** Opening Exercise material block **

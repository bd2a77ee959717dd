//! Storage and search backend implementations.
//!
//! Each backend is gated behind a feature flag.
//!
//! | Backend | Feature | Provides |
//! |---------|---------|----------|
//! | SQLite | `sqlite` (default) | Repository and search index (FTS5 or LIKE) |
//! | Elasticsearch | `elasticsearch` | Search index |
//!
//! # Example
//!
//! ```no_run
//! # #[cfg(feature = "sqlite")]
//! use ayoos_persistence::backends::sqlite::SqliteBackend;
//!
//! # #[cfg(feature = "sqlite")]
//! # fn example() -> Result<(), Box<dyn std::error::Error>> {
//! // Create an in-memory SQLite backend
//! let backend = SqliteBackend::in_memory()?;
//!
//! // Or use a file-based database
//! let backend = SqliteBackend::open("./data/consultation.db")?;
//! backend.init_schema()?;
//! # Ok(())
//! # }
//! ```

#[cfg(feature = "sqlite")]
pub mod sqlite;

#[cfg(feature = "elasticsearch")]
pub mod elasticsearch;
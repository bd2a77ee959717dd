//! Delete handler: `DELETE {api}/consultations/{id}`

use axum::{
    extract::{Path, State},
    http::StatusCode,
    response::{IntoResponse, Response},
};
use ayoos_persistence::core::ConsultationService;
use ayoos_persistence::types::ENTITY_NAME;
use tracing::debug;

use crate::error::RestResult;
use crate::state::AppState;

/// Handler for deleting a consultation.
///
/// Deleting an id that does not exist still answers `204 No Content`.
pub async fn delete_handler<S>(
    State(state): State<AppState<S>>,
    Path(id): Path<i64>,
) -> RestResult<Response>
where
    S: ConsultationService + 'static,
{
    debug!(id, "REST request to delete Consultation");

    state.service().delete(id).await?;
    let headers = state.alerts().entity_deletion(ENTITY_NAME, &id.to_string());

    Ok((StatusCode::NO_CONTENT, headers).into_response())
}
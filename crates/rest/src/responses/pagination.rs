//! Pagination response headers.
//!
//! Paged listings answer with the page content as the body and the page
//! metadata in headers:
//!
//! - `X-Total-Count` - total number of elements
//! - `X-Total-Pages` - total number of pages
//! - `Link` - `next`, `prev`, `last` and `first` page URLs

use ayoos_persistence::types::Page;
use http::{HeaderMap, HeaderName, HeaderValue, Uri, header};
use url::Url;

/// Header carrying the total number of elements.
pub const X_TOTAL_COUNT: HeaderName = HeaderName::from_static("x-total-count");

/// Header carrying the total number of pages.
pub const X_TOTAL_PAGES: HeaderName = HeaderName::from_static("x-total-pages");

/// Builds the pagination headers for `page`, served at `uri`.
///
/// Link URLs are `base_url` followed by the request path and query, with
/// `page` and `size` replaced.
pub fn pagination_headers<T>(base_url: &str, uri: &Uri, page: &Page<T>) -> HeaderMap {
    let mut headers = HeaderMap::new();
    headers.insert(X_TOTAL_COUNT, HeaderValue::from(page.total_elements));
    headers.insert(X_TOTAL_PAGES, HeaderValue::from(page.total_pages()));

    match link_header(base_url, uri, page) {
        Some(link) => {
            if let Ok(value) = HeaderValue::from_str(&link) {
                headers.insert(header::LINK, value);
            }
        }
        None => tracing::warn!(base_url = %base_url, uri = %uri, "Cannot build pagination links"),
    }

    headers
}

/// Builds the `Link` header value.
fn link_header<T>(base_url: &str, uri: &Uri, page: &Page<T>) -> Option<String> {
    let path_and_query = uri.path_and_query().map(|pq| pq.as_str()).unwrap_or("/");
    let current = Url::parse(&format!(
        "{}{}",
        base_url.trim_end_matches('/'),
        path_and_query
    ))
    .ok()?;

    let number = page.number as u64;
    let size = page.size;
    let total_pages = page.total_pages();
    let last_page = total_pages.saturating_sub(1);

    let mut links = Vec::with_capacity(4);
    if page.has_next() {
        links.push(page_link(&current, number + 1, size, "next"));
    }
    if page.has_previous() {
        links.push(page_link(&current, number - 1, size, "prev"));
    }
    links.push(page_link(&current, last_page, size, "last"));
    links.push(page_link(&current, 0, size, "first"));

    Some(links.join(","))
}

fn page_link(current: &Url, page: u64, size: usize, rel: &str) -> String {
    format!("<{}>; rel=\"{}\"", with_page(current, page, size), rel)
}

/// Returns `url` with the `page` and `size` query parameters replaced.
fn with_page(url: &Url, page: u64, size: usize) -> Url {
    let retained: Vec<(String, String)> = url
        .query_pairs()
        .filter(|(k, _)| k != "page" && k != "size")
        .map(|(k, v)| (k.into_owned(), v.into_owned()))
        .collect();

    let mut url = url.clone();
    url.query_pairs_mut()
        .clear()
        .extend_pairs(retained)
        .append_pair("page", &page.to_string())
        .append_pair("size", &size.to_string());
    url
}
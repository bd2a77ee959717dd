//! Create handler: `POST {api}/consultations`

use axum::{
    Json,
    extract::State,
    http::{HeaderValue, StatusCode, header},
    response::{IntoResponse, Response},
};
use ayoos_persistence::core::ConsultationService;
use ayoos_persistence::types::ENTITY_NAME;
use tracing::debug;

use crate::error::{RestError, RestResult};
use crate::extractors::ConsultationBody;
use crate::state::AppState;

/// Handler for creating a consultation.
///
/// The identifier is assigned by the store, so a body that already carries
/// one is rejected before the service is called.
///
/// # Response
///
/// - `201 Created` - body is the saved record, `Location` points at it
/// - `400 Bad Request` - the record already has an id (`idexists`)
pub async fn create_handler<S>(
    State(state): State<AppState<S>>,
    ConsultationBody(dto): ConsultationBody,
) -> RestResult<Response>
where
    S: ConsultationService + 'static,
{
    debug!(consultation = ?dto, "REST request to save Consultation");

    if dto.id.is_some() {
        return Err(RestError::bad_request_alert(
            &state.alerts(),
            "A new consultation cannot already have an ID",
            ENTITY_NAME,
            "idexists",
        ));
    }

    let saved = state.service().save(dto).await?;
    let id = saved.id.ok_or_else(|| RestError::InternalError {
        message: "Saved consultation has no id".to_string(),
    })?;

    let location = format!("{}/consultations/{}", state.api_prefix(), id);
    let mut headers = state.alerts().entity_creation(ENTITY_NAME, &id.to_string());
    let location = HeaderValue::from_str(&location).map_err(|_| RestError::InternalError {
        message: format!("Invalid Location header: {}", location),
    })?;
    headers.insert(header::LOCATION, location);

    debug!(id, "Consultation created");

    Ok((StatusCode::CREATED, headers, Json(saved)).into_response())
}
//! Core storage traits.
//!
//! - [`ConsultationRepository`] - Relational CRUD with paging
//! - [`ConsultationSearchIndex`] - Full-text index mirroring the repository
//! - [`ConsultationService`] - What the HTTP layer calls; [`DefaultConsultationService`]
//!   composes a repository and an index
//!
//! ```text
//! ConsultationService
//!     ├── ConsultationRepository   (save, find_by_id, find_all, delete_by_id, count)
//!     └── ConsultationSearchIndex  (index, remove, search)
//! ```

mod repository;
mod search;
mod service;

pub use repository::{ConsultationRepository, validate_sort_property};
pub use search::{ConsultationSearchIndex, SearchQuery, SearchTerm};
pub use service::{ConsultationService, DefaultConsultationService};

** Closing Exercise material block **

_Exercise instructions:_ Produce the whole listing once more, exactly.

_Answer to the exercise:_
repository bd2a77ee959717dd
//! Storage and search backend implementations.
//!
//! Each backend is gated behind a feature flag.
//!
//! | Backend | Feature | Provides |
//! |---------|---------|----------|
//! | SQLite | `sqlite` (default) | Repository and search index (FTS5 or LIKE) |
//! | Elasticsearch | `elasticsearch` | Search index |
//!
//! # Example
//!
//! ```no_run
//! # #[cfg(feature = "sqlite")]
//! use ayoos_persistence::backends::sqlite::SqliteBackend;
//!
//! # #[cfg(feature = "sqlite")]
//! # fn example() -> Result<(), Box<dyn std::error::Error>> {
//! // Create an in-memory SQLite backend
//! let backend = SqliteBackend::in_memory()?;
//!
//! // Or use a file-based database
//! let backend = SqliteBackend::open("./data/consultation.db")?;
//! backend.init_schema()?;
//! # Ok(())
//! # }
//! ```

#[cfg(feature = "sqlite")]
pub mod sqlite;

#[cfg(feature = "elasticsearch")]
pub mod elasticsearch;
repository bd2a77ee959717dd
//! Delete handler: `DELETE {api}/consultations/{id}`

use axum::{
    extract::{Path, State},
    http::StatusCode,
    response::{IntoResponse, Response},
};
use ayoos_persistence::core::ConsultationService;
use ayoos_persistence::types::ENTITY_NAME;
use tracing::debug;

use crate::error::RestResult;
use crate::state::AppState;

/// Handler for deleting a consultation.
///
/// Deleting an id that does not exist still answers `204 No Content`.
pub async fn delete_handler<S>(
    State(state): State<AppState<S>>,
    Path(id): Path<i64>,
) -> RestResult<Response>
where
    S: ConsultationService + 'static,
{
    debug!(id, "REST request to delete Consultation");

    state.service().delete(id).await?;
    let headers = state.alerts().entity_deletion(ENTITY_NAME, &id.to_string());

    Ok((StatusCode::NO_CONTENT, headers).into_response())
}
filename crates/rest/src/responses/pagination.rs
//! Pagination response headers.
//!
//! Paged listings answer with the page content as the body and the page
//! metadata in headers:
//!
//! - `X-Total-Count` - total number of elements
//! - `X-Total-Pages` - total number of pages
//! - `Link` - `next`, `prev`, `last` and `first` page URLs

use ayoos_persistence::types::Page;
use http::{HeaderMap, HeaderName, HeaderValue, Uri, header};
use url::Url;

/// Header carrying the total number of elements.
pub const X_TOTAL_COUNT: HeaderName = HeaderName::from_static("x-total-count");

/// Header carrying the total number of pages.
pub const X_TOTAL_PAGES: HeaderName = HeaderName::from_static("x-total-pages");

/// Builds the pagination headers for `page`, served at `uri`.
///
/// Link URLs are `base_url` followed by the request path and query, with
/// `page` and `size` replaced.
pub fn pagination_headers<T>(base_url: &str, uri: &Uri, page: &Page<T>) -> HeaderMap {
    let mut headers = HeaderMap::new();
    headers.insert(X_TOTAL_COUNT, HeaderValue::from(page.total_elements));
    headers.insert(X_TOTAL_PAGES, HeaderValue::from(page.total_pages()));

    match link_header(base_url, uri, page) {
        Some(link) => {
            if let Ok(value) = HeaderValue::from_str(&link) {
                headers.insert(header::LINK, value);
            }
        }
        None => tracing::warn!(base_url = %base_url, uri = %uri, "Cannot build pagination links"),
    }

    headers
}

/// Builds the `Link` header value.
fn link_header<T>(base_url: &str, uri: &Uri, page: &Page<T>) -> Option<String> {
    let path_and_query = uri.path_and_query().map(|pq| pq.as_str()).unwrap_or("/");
    let current = Url::parse(&format!(
        "{}{}",
        base_url.trim_end_matches('/'),
        path_and_query
    ))
    .ok()?;

    let number = page.number as u64;
    let size = page.size;
    let total_pages = page.total_pages();
    let last_page = total_pages.saturating_sub(1);

    let mut links = Vec::with_capacity(4);
    if page.has_next() {
        links.push(page_link(&current, number + 1, size, "next"));
    }
    if page.has_previous() {
        links.push(page_link(&current, number - 1, size, "prev"));
    }
    links.push(page_link(&current, last_page, size, "last"));
    links.push(page_link(&current, 0, size, "first"));

    Some(links.join(","))
}

fn page_link(current: &Url, page: u64, size: usize, rel: &str) -> String {
    format!("<{}>; rel=\"{}\"", with_page(current, page, size), rel)
}

/// Returns `url` with the `page` and `size` query parameters replaced.
fn with_page(url: &Url, page: u64, size: usize) -> Url {
    let retained: Vec<(String, String)> = url
        .query_pairs()
        .filter(|(k, _)| k != "page" && k != "size")
        .map(|(k, v)| (k.into_owned(), v.into_owned()))
        .collect();

    let mut url = url.clone();
    url.query_pairs_mut()
        .clear()
        .extend_pairs(retained)
        .append_pair("page", &page.to_string())
        .append_pair("size", &size.to_string());
    url
}
repository bd2a77ee959717dd
//! Create handler: `POST {api}/consultations`

use axum::{
    Json,
    extract::State,
    http::{HeaderValue, StatusCode, header},
    response::{IntoResponse, Response},
};
use ayoos_persistence::core::ConsultationService;
use ayoos_persistence::types::ENTITY_NAME;
use tracing::debug;

use crate::error::{RestError, RestResult};
use crate::extractors::ConsultationBody;
use crate::state::AppState;

/// Handler for creating a consultation.
///
/// The identifier is assigned by the store, so a body that already carries
/// one is rejected before the service is called.
///
/// # Response
///
/// - `201 Created` - body is the saved record, `Location` points at it
/// - `400 Bad Request` - the record already has an id (`idexists`)
pub async fn create_handler<S>(
    State(state): State<AppState<S>>,
    ConsultationBody(dto): ConsultationBody,
) -> RestResult<Response>
where
    S: ConsultationService + 'static,
{
    debug!(consultation = ?dto, "REST request to save Consultation");

    if dto.id.is_some() {
        return Err(RestError::bad_request_alert(
            &state.alerts(),
            "A new consultation cannot already have an ID",
            ENTITY_NAME,
            "idexists",
        ));
    }

    let saved = state.service().save(dto).await?;
    let id = saved.id.ok_or_else(|| RestError::InternalError {
        message: "Saved consultation has no id".to_string(),
    })?;

    let location = format!("{}/consultations/{}", state.api_prefix(), id);
    let mut headers = state.alerts().entity_creation(ENTITY_NAME, &id.to_string());
    let location = HeaderValue::from_str(&location).map_err(|_| RestError::InternalError {
        message: format!("Invalid Location header: {}", location),
    })?;
    headers.insert(header::LOCATION, location);

    debug!(id, "Consultation created");

    Ok((StatusCode::CREATED, headers, Json(saved)).into_response())
}
//! Core storage traits.
//!
//! - [`ConsultationRepository`] - Relational CRUD with paging
//! - [`ConsultationSearchIndex`] - Full-text index mirroring the repository
//! - [`ConsultationService`] - What the HTTP layer calls; [`DefaultConsultationService`]
//!   composes a repository and an index
//!
//! ```text
//! ConsultationService
//!     ├── ConsultationRepository   (save, find_by_id, find_all, delete_by_id, count)
//!     └── ConsultationSearchIndex  (index, remove, search)
//! ```

mod repository;
mod search;
mod service;

pub use repository::{ConsultationRepository, validate_sort_property};
pub use search::{ConsultationSearchIndex, SearchQuery, SearchTerm};
pub use service::{ConsultationService, DefaultConsultationService};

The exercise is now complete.